Il futuro, ormai è chiaro, è sempre più visivo. Una ricerca pubblicata dal The Shift Project prima dell’epidemia calcolava che, entro il 2022, l’80% del traffico dati sulle reti sarà dovuto ai video online. Non solo: di questo passo, prosegue lo studio, il digitale potrebbe contare il 7% delle emissioni mondiali di anidride carbonica entro il 2025: più o meno quanto tutte le automobili in circolazione oggi. E se aumentano gli utenti, aumenta anche, nel contempo, la qualità dei contenuti. Dieci ore ad alta definizione, spiegano gli esperti, contengono più dati di tutti gli articoli di Wikipedia in inglese in formato testuale. E, secondo una ricerca di Cisco, un’ora di streaming a settimana consuma, nell’arco di un anno, la stessa quantità di energia di due frigoriferi lasciati accesi nello stesso lasso di tempo.
Lo streaming video nel 2018 ha generato 300 milioni di tonnellate di CO2, una quantità vicina a quella prodotta dall’intera Spagna, mentre i servizi on demand (come Netflix e Amazon Prime) hanno prodotto 100 milioni di tonnellate di CO2, l’equivalente dell’intero Cile. E dal computo sono escluse videoconfererenze e applicazioni ultra-innovative, come la telemedicina.

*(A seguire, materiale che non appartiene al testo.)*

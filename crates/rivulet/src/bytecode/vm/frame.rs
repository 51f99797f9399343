//! Per-activation state: the frame, its block stack and the unwind reasons.

use std::sync::Arc;

use smallvec::SmallVec;

use crate::{
    bytecode::Code,
    heap::{HeapId, Trace},
    value::Value,
};

/// Why a region of code is being left abruptly.
#[derive(Debug, Clone)]
pub(crate) enum Unwinder {
    Return(Value),
    Break,
    /// Continue at an absolute loop start.
    Continue(usize),
    /// A heap exception instance.
    Raise(Value),
    Yield(Value),
}

impl Unwinder {
    /// Bit tested against a block's handling mask.
    pub fn mask(&self) -> u8 {
        match self {
            Self::Return(_) => WHY_RETURN,
            Self::Break => WHY_BREAK,
            Self::Continue(_) => WHY_CONTINUE,
            Self::Raise(_) => WHY_RAISE,
            Self::Yield(_) => WHY_YIELD,
        }
    }

    pub fn kind(&self) -> &'static str {
        match self {
            Self::Return(_) => "return",
            Self::Break => "break",
            Self::Continue(_) => "continue",
            Self::Raise(_) => "raise",
            Self::Yield(_) => "yield",
        }
    }
}

impl Trace for Unwinder {
    fn mark_children(&self, work_list: &mut Vec<HeapId>) {
        match self {
            Self::Return(value) | Self::Raise(value) | Self::Yield(value) => value.mark_children(work_list),
            Self::Break | Self::Continue(_) => {}
        }
    }
}

const WHY_RETURN: u8 = 1;
const WHY_BREAK: u8 = 1 << 1;
const WHY_CONTINUE: u8 = 1 << 2;
const WHY_RAISE: u8 = 1 << 3;
const WHY_YIELD: u8 = 1 << 4;

/// Kind of an open region on a frame's block stack.
#[derive(Debug, Clone, Copy, PartialEq, Eq)]
pub(crate) enum BlockKind {
    Loop,
    Except,
    Finally,
    /// An except handler body is running; popping it restores the previously
    /// handled exception.
    ExceptHandler,
}

impl BlockKind {
    /// Unwind reasons this block intercepts. Yields suspend the frame and never unwind.
    pub fn mask(self) -> u8 {
        match self {
            Self::Loop => WHY_BREAK | WHY_CONTINUE,
            Self::Except => WHY_RAISE,
            Self::Finally => WHY_RETURN | WHY_BREAK | WHY_CONTINUE | WHY_RAISE,
            Self::ExceptHandler => 0,
        }
    }

    pub fn handles(self, why: &Unwinder) -> bool {
        self.mask() & why.mask() != 0
    }
}

#[derive(Debug, Clone)]
pub(crate) struct FrameBlock {
    pub kind: BlockKind,
    /// Absolute handler offset.
    pub handler: usize,
    /// Value-stack depth when the block was pushed.
    pub depth: usize,
    /// For `ExceptHandler`: the exception that was being handled before this one.
    pub saved_exc: Option<Value>,
}

impl FrameBlock {
    pub fn new(kind: BlockKind, handler: usize, depth: usize) -> Self {
        Self {
            kind,
            handler,
            depth,
            saved_exc: None,
        }
    }
}

/// What happens to a frame's result once it finishes.
#[derive(Debug, Clone)]
pub(crate) enum Continuation {
    /// Push the return value onto the caller's stack.
    Value,
    /// Constructor call: `__init__` must return `None`; the instance is the result.
    Init(Value),
    /// Class body: the returned namespace becomes a class.
    BuildClass { name: Arc<str>, bases: Vec<Value> },
    /// Generator resumed by `FOR_ITER` in the caller; exhaustion pops the iterator
    /// and jumps to `exit`.
    ForIter { exit: usize },
    /// Generator resumed by `next()` or `send()`; exhaustion raises `StopIteration`.
    Next,
}

impl Trace for Continuation {
    fn mark_children(&self, work_list: &mut Vec<HeapId>) {
        match self {
            Self::Init(instance) => instance.mark_children(work_list),
            Self::BuildClass { bases, .. } => bases.mark_children(work_list),
            Self::Value | Self::ForIter { .. } | Self::Next => {}
        }
    }
}

/// The runtime activation of one code object.
#[derive(Debug)]
pub(crate) struct Frame {
    pub code: Arc<Code>,
    /// Offset of the next instruction.
    pub pc: usize,
    /// Offset of the instruction being executed, for tracebacks.
    pub last_pc: usize,
    pub stack: Vec<Value>,
    /// Fast-local slots, parallel to `code.varnames`.
    pub fast: Vec<Option<Value>>,
    /// Cellvars first, then the closure's freevars.
    pub cells: Vec<HeapId>,
    /// Nesting rarely goes past a few levels, so this stays inline.
    pub blocks: SmallVec<[FrameBlock; 4]>,
    pub globals: HeapId,
    /// Namespace dict of module and class bodies.
    pub locals: Option<HeapId>,
    pub continuation: Continuation,
    /// A native caller is waiting for this frame: its result leaves the dispatch loop
    /// instead of being delivered to the frame below.
    pub boundary: bool,
    /// The generator object this frame belongs to, while it runs.
    pub generator: Option<HeapId>,
}

impl Frame {
    pub fn new(code: Arc<Code>, globals: HeapId, locals: Option<HeapId>) -> Self {
        let nlocals = code.varnames().len();
        Self {
            stack: Vec::with_capacity(code.stack_size() as usize),
            fast: vec![None; nlocals],
            cells: Vec::new(),
            blocks: SmallVec::new(),
            pc: 0,
            last_pc: 0,
            code,
            globals,
            locals,
            continuation: Continuation::Value,
            boundary: false,
            generator: None,
        }
    }

    /// Source line of the instruction being executed.
    pub fn line(&self) -> u32 {
        self.code.line_for_offset(self.last_pc)
    }

    pub fn push_block(&mut self, kind: BlockKind, handler: usize) {
        let depth = self.stack.len();
        self.blocks.push(FrameBlock::new(kind, handler, depth));
    }
}

impl Trace for Frame {
    fn mark_children(&self, work_list: &mut Vec<HeapId>) {
        self.stack.mark_children(work_list);
        for slot in &self.fast {
            slot.mark_children(work_list);
        }
        work_list.extend_from_slice(&self.cells);
        for block in &self.blocks {
            block.saved_exc.mark_children(work_list);
        }
        work_list.push(self.globals);
        if let Some(locals) = self.locals {
            work_list.push(locals);
        }
        self.continuation.mark_children(work_list);
        if let Some(generator) = self.generator {
            work_list.push(generator);
        }
        self.code.mark_children(work_list);
    }
}

#[cfg(test)]
mod tests {
    use super::*;

    #[test]
    fn masks_route_each_reason() {
        assert!(BlockKind::Loop.handles(&Unwinder::Break));
        assert!(BlockKind::Loop.handles(&Unwinder::Continue(0)));
        assert!(!BlockKind::Loop.handles(&Unwinder::Raise(Value::None)));
        assert!(BlockKind::Except.handles(&Unwinder::Raise(Value::None)));
        assert!(!BlockKind::Except.handles(&Unwinder::Return(Value::None)));
        for why in [
            Unwinder::Return(Value::None),
            Unwinder::Break,
            Unwinder::Continue(3),
            Unwinder::Raise(Value::None),
        ] {
            assert!(BlockKind::Finally.handles(&why), "finally must intercept {}", why.kind());
            assert!(!BlockKind::ExceptHandler.handles(&why));
        }
        assert!(!BlockKind::Finally.handles(&Unwinder::Yield(Value::None)));
    }
}
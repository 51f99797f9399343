//! Random integer/boolean expressions, compiled and run, against a direct evaluator.

use proptest::prelude::*;
use rivulet::{Error, NoPrint, Object, Runner};

#[derive(Debug, Clone)]
enum Tree {
    Int(i64),
    Var,
    Neg(Box<Tree>),
    Not(Box<Tree>),
    Bin(BinOp, Box<Tree>, Box<Tree>),
    Cmp(CmpOp, Box<Tree>, Box<Tree>),
    And(Box<Tree>, Box<Tree>),
    Or(Box<Tree>, Box<Tree>),
    IfElse(Box<Tree>, Box<Tree>, Box<Tree>),
}

#[derive(Debug, Clone, Copy)]
enum BinOp {
    Add,
    Sub,
    Mul,
    FloorDiv,
    Mod,
}

#[derive(Debug, Clone, Copy)]
enum CmpOp {
    Eq,
    Ne,
    Lt,
    Le,
    Gt,
    Ge,
}

#[derive(Debug, Clone, Copy, PartialEq)]
enum Val {
    Int(i64),
    Bool(bool),
}

impl Val {
    fn int(self) -> i64 {
        match self {
            Self::Int(i) => i,
            Self::Bool(b) => i64::from(b),
        }
    }

    fn truthy(self) -> bool {
        self.int() != 0
    }

    fn into_object(self) -> Object {
        match self {
            Self::Int(i) => Object::Int(i),
            Self::Bool(b) => Object::Bool(b),
        }
    }
}

/// Outcome of evaluation: a value, or the name of the exception raised.
type Outcome = Result<Val, &'static str>;

fn floor_div(a: i64, b: i64) -> Outcome {
    if b == 0 {
        return Err("ZeroDivisionError");
    }
    let q = a / b;
    if a % b != 0 && ((a < 0) != (b < 0)) {
        Ok(Val::Int(q - 1))
    } else {
        Ok(Val::Int(q))
    }
}

fn eval(tree: &Tree, x: i64) -> Outcome {
    Ok(match tree {
        Tree::Int(i) => Val::Int(*i),
        Tree::Var => Val::Int(x),
        Tree::Neg(t) => Val::Int(-eval(t, x)?.int()),
        Tree::Not(t) => Val::Bool(!eval(t, x)?.truthy()),
        Tree::Bin(op, l, r) => {
            let (a, b) = (eval(l, x)?.int(), eval(r, x)?.int());
            let checked = match op {
                BinOp::Add => a.checked_add(b),
                BinOp::Sub => a.checked_sub(b),
                BinOp::Mul => a.checked_mul(b),
                BinOp::FloorDiv => return floor_div(a, b),
                BinOp::Mod => {
                    let Val::Int(q) = floor_div(a, b)? else { unreachable!() };
                    Some(a - b * q)
                }
            };
            Val::Int(checked.ok_or("OverflowError")?)
        }
        Tree::Cmp(op, l, r) => {
            let (a, b) = (eval(l, x)?.int(), eval(r, x)?.int());
            Val::Bool(match op {
                CmpOp::Eq => a == b,
                CmpOp::Ne => a != b,
                CmpOp::Lt => a < b,
                CmpOp::Le => a <= b,
                CmpOp::Gt => a > b,
                CmpOp::Ge => a >= b,
            })
        }
        Tree::And(l, r) => {
            let left = eval(l, x)?;
            if left.truthy() { eval(r, x)? } else { left }
        }
        Tree::Or(l, r) => {
            let left = eval(l, x)?;
            if left.truthy() { left } else { eval(r, x)? }
        }
        Tree::IfElse(cond, then, other) => {
            if eval(cond, x)?.truthy() {
                eval(then, x)?
            } else {
                eval(other, x)?
            }
        }
    })
}

fn render(tree: &Tree) -> String {
    match tree {
        Tree::Int(i) => i.to_string(),
        Tree::Var => "x".to_owned(),
        Tree::Neg(t) => format!("(-{})", render(t)),
        Tree::Not(t) => format!("(not {})", render(t)),
        Tree::Bin(op, l, r) => {
            let sym = match op {
                BinOp::Add => "+",
                BinOp::Sub => "-",
                BinOp::Mul => "*",
                BinOp::FloorDiv => "//",
                BinOp::Mod => "%",
            };
            format!("({} {sym} {})", render(l), render(r))
        }
        Tree::Cmp(op, l, r) => {
            let sym = match op {
                CmpOp::Eq => "==",
                CmpOp::Ne => "!=",
                CmpOp::Lt => "<",
                CmpOp::Le => "<=",
                CmpOp::Gt => ">",
                CmpOp::Ge => ">=",
            };
            format!("({} {sym} {})", render(l), render(r))
        }
        Tree::And(l, r) => format!("({} and {})", render(l), render(r)),
        Tree::Or(l, r) => format!("({} or {})", render(l), render(r)),
        Tree::IfElse(c, t, o) => format!("({} if {} else {})", render(t), render(c), render(o)),
    }
}

fn bin_op() -> impl Strategy<Value = BinOp> {
    prop_oneof![
        Just(BinOp::Add),
        Just(BinOp::Sub),
        Just(BinOp::Mul),
        Just(BinOp::FloorDiv),
        Just(BinOp::Mod),
    ]
}

fn cmp_op() -> impl Strategy<Value = CmpOp> {
    prop_oneof![
        Just(CmpOp::Eq),
        Just(CmpOp::Ne),
        Just(CmpOp::Lt),
        Just(CmpOp::Le),
        Just(CmpOp::Gt),
        Just(CmpOp::Ge),
    ]
}

fn tree() -> impl Strategy<Value = Tree> {
    let leaf = prop_oneof![(-9i64..10).prop_map(Tree::Int), Just(Tree::Var)];
    leaf.prop_recursive(4, 32, 3, |inner| {
        prop_oneof![
            inner.clone().prop_map(|t| Tree::Neg(Box::new(t))),
            inner.clone().prop_map(|t| Tree::Not(Box::new(t))),
            (bin_op(), inner.clone(), inner.clone()).prop_map(|(op, l, r)| Tree::Bin(op, Box::new(l), Box::new(r))),
            (cmp_op(), inner.clone(), inner.clone()).prop_map(|(op, l, r)| Tree::Cmp(op, Box::new(l), Box::new(r))),
            (inner.clone(), inner.clone()).prop_map(|(l, r)| Tree::And(Box::new(l), Box::new(r))),
            (inner.clone(), inner.clone()).prop_map(|(l, r)| Tree::Or(Box::new(l), Box::new(r))),
            (inner.clone(), inner.clone(), inner).prop_map(|(c, t, o)| Tree::IfElse(
                Box::new(c),
                Box::new(t),
                Box::new(o)
            )),
        ]
    })
}

proptest! {
    /// The same expression evaluated with module-level names and with function locals.
    #[test]
    fn compiled_matches_direct_evaluation(tree in tree(), x in -5i64..6) {
        let expr = render(&tree);
        let source = format!("def f(x):\n    return {expr}\n\nx = {x}\n({expr}, f(x))\n");
        let runner = Runner::new(&source, "expr.py").unwrap();
        let result = runner.run_no_limits(&mut NoPrint);

        match eval(&tree, x) {
            Ok(value) => {
                let expected = Object::Tuple(vec![value.into_object(), value.into_object()]);
                prop_assert_eq!(result.unwrap(), expected, "{}", source);
            }
            Err(exc_type) => {
                let Err(Error::Exception(exc)) = result else {
                    return Err(TestCaseError::fail(format!("expected {exc_type} from {source}, got {result:?}")));
                };
                prop_assert_eq!(exc.type_name(), exc_type, "{}", source);
            }
        }
    }
}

Alla ricerca di una sobrietà digitale
Nel mare di dati, l’unica soluzione per non navigare verso un altro iceberg ecologico – sostiene il think tank francese – è diventare “digitalmente sobri”, espressione che riconduce all’abuso di alcol. Un concetto reso efficacemente col il termine inglese overconsumption. Più facile a dirsi che a farsi, in un ambito in cui l’impalpabilità dei costi ambientali per l’uomo comune rappresenta l’ostacolo più grande.
Ma esistono azioni che, una volta diventate abituali, possono fare la differenza. E se i consumatori possono scegliere di diminuire l’impatto ambientale limitando le ore di video streaming e usando i servizi alla minima risoluzione disponibile, il report ha qualche suggerimento anche per i giganti del web: disattivare la modalità autoplay, ad esempio, e consentire l’ascolto di musica anche senza immagini per contribuire a ridurre le emissioni. Per rendere chiaro l’impatto agli scettici, un video esplicativo e un’estensione per Firefox aiutano a visualizzarlo.
Un quadro allarmante, insoma. Forse, dopo la sbornia digitale, è arrivato il momento dell’hangover? Nonostante tutto, Viganò non ne è convinto. “Il mondo digitale” – chiosa – “permette sicuramente una importante riduzione delle emissioni di gas serra in relazione alla dematerializzazione dell’informazione, alla riduzione della mobilità e altri aspetti”. L’importante, come in tutte le cose, “è non abusarne”.